Celebrating 20 Years of Inspiring the Next Generation of Health Services Researchers

Joanne Levy, MBA

Joanne Levy, MBA

In 1998, inspired by a brief GE Foundation-funded summer pipeline program at the Wharton School channelling minority undergrads toward business doctoral studies, Joanne Levy, MBA, saw the potential for a similar program at LDI. She called it the Summer Undergraduate Minority Research (SUMR) curriculum and wrote the AHRQ/NRSA training grant that funded the program's early years. As founding director, she created an intense three-month long curriculum specifically designed to channel students toward health services research -- rather than MD -- degree studies.
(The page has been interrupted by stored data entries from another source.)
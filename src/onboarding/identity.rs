//! Who is onboarding.

/// Supplies the authenticated user id, if any.
pub trait Identity: Send + Sync {
    fn current_user_id(&self) -> Option<String>;
}

/// Fixed identity, set when the session is created.
#[derive(Debug, Clone, Default)]
pub struct FixedIdentity(Option<String>);

impl FixedIdentity {
    pub fn user(id: impl Into<String>) -> Self {
        Self(Some(id.into()))
    }

    pub fn anonymous() -> Self {
        Self(None)
    }
}

impl From<Option<String>> for FixedIdentity {
    fn from(id: Option<String>) -> Self {
        Self(id.filter(|s| !s.trim().is_empty()))
    }
}

impl Identity for FixedIdentity {
    fn current_user_id(&self) -> Option<String> {
        self.0.clone()
    }
}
Annually, she has recruited dozens of Penn faculty members to take on SUMR scholars as mentees in ongoing research studies, to serve on the committee that selects an annual cohort of about 20 scholars from more than 300 applicants from schools across the country, and to lecture to the SUMR class about specific areas of health care and health services research. Levy is fondly remembered by her former students as a "Mama Jo Jo," a mother hen personality who not only runs the academic program but fosters their bonding as a close-knit group, shepherds them on weekend excursions to Philadelphia cultural attractions, and remains in touch with them long after they've left the SUMR program. "The greatest thing about this program is watching how it can change lives in ways that serve both the individual student as well as the health system's overall quality and diversity," said Levy.